> _Task goal_
Two lines mark the range in the entries below: the one holding "Ok(Flow::Continue)" and the one holding "to a renderer". Set down those two and all lines between them, exactly.

Saved data entries:
|---|

//! Capture session: one controller, one stats window, one control surface
//!
//! The session is the single value that ties acquisition and display together.
//! Binaries own it on their UI thread, forward control events to
//! [`Session::handle`] and call [`Session::tick_into`] at a fixed cadence.

use crate::capture::{CaptureConfig, CaptureController, NoiseParameters};
use crate::error::Result;
use crate::link::{DeviceLink, LinkConfig, SerialLink, Transport};
use crate::queue::SampleQueue;
use crate::stats::{DisplayBuffer, Snapshot, StatsConfig, StatsWindow};
use log::info;
use rand::rngs::StdRng;
use serialport::SerialPort;
use std::thread;
use std::time::Instant;

/// Discrete user controls
#[derive(Debug, Clone, Copy, PartialEq, Eq)]
pub enum ControlEvent {
    Pause,
    Resume,
    /// Pause if running, resume if paused
    TogglePause,
    Clear,
    ForceRefresh,
    Quit,
}

impl ControlEvent {
    /// Keyboard mapping: space pauses/resumes, `c` clears, `r` refreshes, `q` quits
    pub fn from_key(key: char) -> Option<Self> {
        match key.to_ascii_lowercase() {
            ' ' => Some(ControlEvent::TogglePause),
            'p' => Some(ControlEvent::Pause),
            's' => Some(ControlEvent::Resume),
            'c' => Some(ControlEvent::Clear),
            'r' => Some(ControlEvent::ForceRefresh),
            'q' => Some(ControlEvent::Quit),
            _ => None,
        }
    }
}

/// What the caller should do after handling an event
#[derive(Debug, Clone, Copy, PartialEq, Eq)]
pub enum Flow {
    Continue,
    Quit,
}

/// Presentation of one tick's snapshot
pub trait Renderer {
    fn render(&mut self, snapshot: &Snapshot, points: &DisplayBuffer);
}

pub struct Session<T: Transport + 'static> {
    controller: CaptureController<T>,
    stats: StatsWindow,
}

impl Session<Box<dyn SerialPort>> {
    /// Open the serial link and build an idle session around it
    pub fn connect(
        link: &LinkConfig,
        capture: CaptureConfig,
        stats: StatsConfig,
        rng: StdRng,
    ) -> Result<Self> {
        let link = SerialLink::open(link)?;
        Self::new(link, capture, stats, rng)
    }
}

impl<T: Transport + 'static> Session<T> {
    pub fn new(
        link: DeviceLink<T>,
        capture: CaptureConfig,
        stats: StatsConfig,
        rng: StdRng,
    ) -> Result<Self> {
        let queue = SampleQueue::new();
        let controller = CaptureController::new(link, queue.producer(), capture, rng)?;
        Ok(Self {
            controller,
            stats: StatsWindow::new(queue, stats)?,
        })
    }

    pub fn controller(&self) -> &CaptureController<T> {
        &self.controller
    }

    pub fn stats(&self) -> &StatsWindow {
        &self.stats
    }

    /// Startup sequence: noise levels, initial refresh, settle, capture
    ///
    /// Any failure before capture begins is returned and leaves the session idle.
    pub fn launch(&mut self, noise: NoiseParameters) -> Result<()> {
        self.controller.set_noise_parameters(noise.awgn, noise.pn)?;

        info!("Initial refresh...");
        self.controller.force_refresh()?;
        let settle = self.controller.timing().startup_settle;
        if !settle.is_zero() {
            thread::sleep(settle);
        }

        self.controller.start()
    }

    /// Apply a control event
    pub fn handle(&mut self, event: ControlEvent) -> Result<Flow> {
        match event {
            ControlEvent::Pause => {
                self.controller.stop()?;
                info!("Paused");
            }
            ControlEvent::Resume => {
                if !self.controller.is_running() {
                    self.controller.start()?;
                    info!("Resumed");
                }
            }
            ControlEvent::TogglePause => {
                let next = if self.controller.is_running() {
                    ControlEvent::Pause
                } else {
                    ControlEvent::Resume
                };
                return self.handle(next);
            }
            ControlEvent::Clear => {
                self.stats.clear();
                info!("Data cleared");
            }
            ControlEvent::ForceRefresh => {
                self.controller.force_refresh()?;
                info!("Manual refresh");
            }
            ControlEvent::Quit => {
                self.controller.stop()?;
                info!("Exiting");
                return Ok(Flow::Quit);
            }
        }
        Ok(Flow::Continue)
    }

    /// Drain the queue and summarise; never blocks on the device
    pub fn tick(&mut self) -> Snapshot {
        let status = self.controller.status();
        self.stats.tick(Instant::now(), &status)
    }

    /// Tick and hand the result to a renderer
    pub fn tick_into<R: Renderer + ?Sized>(&mut self, renderer: &mut R) -> Snapshot {
        let snapshot = self.tick();
        renderer.render(&snapshot, self.stats.buffer());
        snapshot
    }

    /// Stop capture and close the link
    pub fn shutdown(mut self) -> Result<()> {
        self.controller.stop()
    }
}

#[cfg(test)]
mod tests {
    use super::*;
    use crate::link::testing::FakeDevice;
    use crate::link::Timing;
    use rand::SeedableRng;
    use std::time::Duration;

    #[derive(Default)]
    struct RecordingRenderer {
        frames: Vec<(Snapshot, usize)>,
    }

    impl Renderer for RecordingRenderer {
        fn render(&mut self, snapshot: &Snapshot, points: &DisplayBuffer) {
            self.frames.push((*snapshot, points.len()));
        }
    }

    fn session(device: &FakeDevice) -> Session<FakeDevice> {
        let capture = CaptureConfig {
            timeout_backoff: Duration::from_millis(1),
            ..CaptureConfig::default()
        };
        Session::new(
            DeviceLink::new(device.clone(), Timing::none()),
            capture,
            StatsConfig::default(),
            StdRng::seed_from_u64(21),
        )
        .unwrap()
    }

    #[test]
    fn test_key_mapping() {
        assert_eq!(ControlEvent::from_key(' '), Some(ControlEvent::TogglePause));
        assert_eq!(ControlEvent::from_key('C'), Some(ControlEvent::Clear));
        assert_eq!(ControlEvent::from_key('r'), Some(ControlEvent::ForceRefresh));
        assert_eq!(ControlEvent::from_key('q'), Some(ControlEvent::Quit));
        assert_eq!(ControlEvent::from_key('x'), None);
    }

    #[test]
    fn test_launch_sequence() {
        let device = FakeDevice::new();
        let mut session = session(&device);

        session.launch(NoiseParameters::default()).unwrap();
        assert!(session.controller().is_running());
        thread::sleep(Duration::from_millis(10));
        session.handle(ControlEvent::Pause).unwrap();

        let commands = device.commands();
        // Noise registers + reset, then the initial refresh
        assert_eq!(commands[0], vec![0x03, 0x00, 0x00]);
        assert_eq!(commands[3], vec![0x03, 0x03, 0x01]);
        assert_eq!(commands[4], vec![0x00]);
        assert_eq!(
            &commands[5..10],
            &[vec![0x00], vec![0x00], vec![0x01], vec![0x06], vec![0x06]]
        );
        assert!(session.controller().status().refresh_count >= 2);
    }

    #[test]
    fn test_launch_aborts_on_write_failure() {
        let device = FakeDevice::new();
        device.set_fail_writes(true);
        let mut session = session(&device);

        assert!(session.launch(NoiseParameters::default()).is_err());
        assert!(!session.controller().is_running());
    }

    #[test]
    fn test_tick_renders_captured_points() {
        let device = FakeDevice::new();
        let mut session = session(&device);
        let mut renderer = RecordingRenderer::default();

        session.handle(ControlEvent::Resume).unwrap();
        thread::sleep(Duration::from_millis(20));
        session.handle(ControlEvent::Pause).unwrap();

        let snapshot = session.tick_into(&mut renderer);
        assert!(snapshot.total_captured > 0);
        assert!(snapshot.buffered <= 1500);
        assert!(!snapshot.running);
        assert_eq!(renderer.frames.len(), 1);
        assert_eq!(renderer.frames[0].1, snapshot.buffered);
    }

    #[test]
    fn test_clear_resets_display() {
        let device = FakeDevice::new();
        let mut session = session(&device);

        session.handle(ControlEvent::Resume).unwrap();
        thread::sleep(Duration::from_millis(10));
        session.handle(ControlEvent::Pause).unwrap();
        session.tick();

        session.handle(ControlEvent::Clear).unwrap();
        assert_eq!(session.stats().buffer().len(), 0);
        assert_eq!(session.stats().total_captured(), 0);
    }

    #[test]
    fn test_toggle_pause() {
        let device = FakeDevice::new();
        device.set_silent(true);
        let mut session = session(&device);

        session.handle(ControlEvent::TogglePause).unwrap();
        assert!(session.controller().is_running());
        assert!(session.tick().running);
        session.handle(ControlEvent::TogglePause).unwrap();
        assert!(!session.controller().is_running());
        assert!(!session.tick().running);
    }

    #[test]
    fn test_force_refresh_event_while_paused() {
        let device = FakeDevice::new();
        let mut session = session(&device);

        session.handle(ControlEvent::ForceRefresh).unwrap();
        assert_eq!(session.controller().status().refresh_count, 1);
        assert_eq!(device.commands().len(), 5);
    }

    #[test]
    fn test_quit() {
        let device = FakeDevice::new();
        device.set_silent(true);
        let mut session = session(&device);

        session.handle(ControlEvent::Resume).unwrap();
        assert_eq!(session.handle(ControlEvent::Quit).unwrap(), Flow::Quit);
        assert!(!session.controller().is_running());
        session.shutdown().unwrap();
    }
}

|---|

> _Task answer_
        Ok(Flow::Continue)
    }

    /// Drain the queue and summarise; never blocks on the device
    pub fn tick(&mut self) -> Snapshot {
        let status = self.controller.status();
        self.stats.tick(Instant::now(), &status)
    }

    /// Tick and hand the result to a renderer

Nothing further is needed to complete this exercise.